After storms, earthquakes and fires, we might yet climb out of our caves to hear that still small voice remind us of our sacred purpose. A tender whisper chides deep within raising questions about how we live and the secret judgments that we have passed on others. New realizations emerge: the heart withers on boorish indulgence and indignant rage exhausts itself soon enough. More noble breath than the gasp of rancor and strife is meant to fill the sails of desire. Those humbled meek mourning in vulnerable poverty, life loving, peace making and mercy giving, suffering all kinds of persecution; these are the ones in whom Life billows anew in this dying world, and through them, bright freshness awaits outside the cave.  

August 2, 2020

Under the Shadow of the Cross

Under the Shadow of the Cross, an uneventful silence can take hold.  We want something to happen but instead we are pulled into a sort of idleness. We want some sort of result, something that will help us prove to ourselves that this time was not wasted. Instead, there is an empty expanse and the only horizons we see are lonely, raising more questions than answers. What difficult voids wait in the heart! Yet, here, the Living God has created an ache that He yearns for us to share, a sharing in we know not what.

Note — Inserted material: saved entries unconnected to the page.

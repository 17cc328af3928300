//! Outdated-app detection.
//!
//! An app is outdated when the droplet it currently runs was built before one
//! of its buildpacks was updated. Per app the decision is a short sequence of
//! early exits:
//!
//! 1. the app must be `STARTED`
//! 2. it must have exactly one current droplet (otherwise logged and skipped)
//! 3. the first droplet buildpack whose name is in the fresh set is selected
//!    (no match means the app is unaffected)
//! 4. the app is outdated iff `buildpack.updated_at > droplet.created_at`
//!
//! Malformed timestamps abort the run. Per-app inconsistencies never do.

use chrono::{DateTime, Utc};
use std::collections::HashMap;
use tracing::{debug, info, warn};

use crate::core::{NotifyError, parse_timestamp};
use crate::models::{App, Buildpack, OutdatedApp};
use crate::platform::PlatformApi;

/// Fresh buildpacks keyed by name with their parsed update time.
#[derive(Debug, Default)]
pub struct FreshBuildpacks {
    by_name: HashMap<String, DateTime<Utc>>,
}

impl FreshBuildpacks {
    /// Index `buildpacks` by name.
    ///
    /// Buildpacks sharing a name (one per stack) collapse to the most recent
    /// update.
    ///
    /// # Errors
    ///
    /// Returns [`NotifyError::InvalidTimestamp`] for a malformed `updated_at`.
    pub fn new(buildpacks: &[Buildpack]) -> Result<Self, NotifyError> {
        let mut by_name: HashMap<String, DateTime<Utc>> = HashMap::new();
        for buildpack in buildpacks {
            let updated = parse_timestamp(
                &buildpack.updated_at,
                format!("buildpack {}", buildpack.guid),
            )?;
            by_name
                .entry(buildpack.name.clone())
                .and_modify(|existing| *existing = (*existing).max(updated))
                .or_insert(updated);
        }
        Ok(Self { by_name })
    }

    /// Update time of the fresh buildpack called `name`.
    pub fn updated_at(&self, name: &str) -> Option<DateTime<Utc>> {
        self.by_name.get(name).copied()
    }

    /// Number of distinct fresh buildpack names.
    pub fn len(&self) -> usize {
        self.by_name.len()
    }

    /// Whether no buildpack is fresh.
    pub fn is_empty(&self) -> bool {
        self.by_name.is_empty()
    }
}

/// The outdated rule: the buildpack changed strictly after the droplet was built.
pub fn is_outdated(droplet_created: DateTime<Utc>, buildpack_updated: DateTime<Utc>) -> bool {
    buildpack_updated > droplet_created
}

/// Flag the apps in `apps` whose current droplet predates a fresh buildpack.
///
/// Output preserves the order of `apps`; each app appears at most once.
///
/// # Errors
///
/// Returns [`NotifyError::Fetch`] if a droplet listing fails and
/// [`NotifyError::InvalidTimestamp`] for a malformed droplet `created_at`.
pub async fn find_outdated_apps<P: PlatformApi>(
    platform: &P,
    apps: Vec<App>,
    fresh: &FreshBuildpacks,
) -> Result<Vec<OutdatedApp>, NotifyError> {
    let mut outdated = Vec::new();

    for app in apps {
        if !app.is_started() {
            debug!(app = %app.name, state = ?app.state, "skipping app that is not started");
            continue;
        }

        let mut droplets = platform.list_current_droplets(&app.guid).await?;
        if droplets.len() != 1 {
            warn!(
                app = %app.name,
                guid = %app.guid,
                count = droplets.len(),
                "expected exactly one current droplet; skipping app"
            );
            continue;
        }
        let droplet = droplets.remove(0);

        let Some((name, updated)) = droplet
            .buildpacks
            .iter()
            .find_map(|bp| fresh.updated_at(&bp.name).map(|at| (bp.name.as_str(), at)))
        else {
            continue;
        };

        let created = parse_timestamp(&droplet.created_at, format!("droplet {}", droplet.guid))?;
        if is_outdated(created, updated) {
            info!(app = %app.name, buildpack = %name, "app runs an outdated buildpack");
            let buildpack = name.to_string();
            outdated.push(OutdatedApp { app, buildpack });
        }
    }

    Ok(outdated)
}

This silent stillness at times seems oppressive and something to be avoided. So we distract ourselves with our daily routine and with our routines in prayer and piety.  We conjure memories of the last time we felt spiritual, but no memory can satisfy the need to be still.  So we wait, humbled, haunted by the thought that no feat of spiritual industry can remove the piercing thorn. God Himself does not touch it but permits us to discover Him in our inadequacy. Thus, in the vestiges of religious accomplishments, our heart aches on deserted ground, sharing in we know not what.  

In the public square, this same silent prayer boldly rings for the cruciform shadow that we know in our hearts also covers the marketplace of ideas. Infuriated health officials vent oblivious to the ringing tolls of coming glory. Pedantic political powers relentlessly blame, but resonances of grace bathe the humble. No deadly hum of satanic accusation can thwart the hidden splendor lurking within hearts enchanted with prayer's good spell.   Something noble is being conceived in sacred hiddenness while the powerful cast about unaware of the perilous precipice before them.  A new unheard of hope stirs, even as earthly dreams seem shattered, in a sinner's fellowship, sharing in we know not what.    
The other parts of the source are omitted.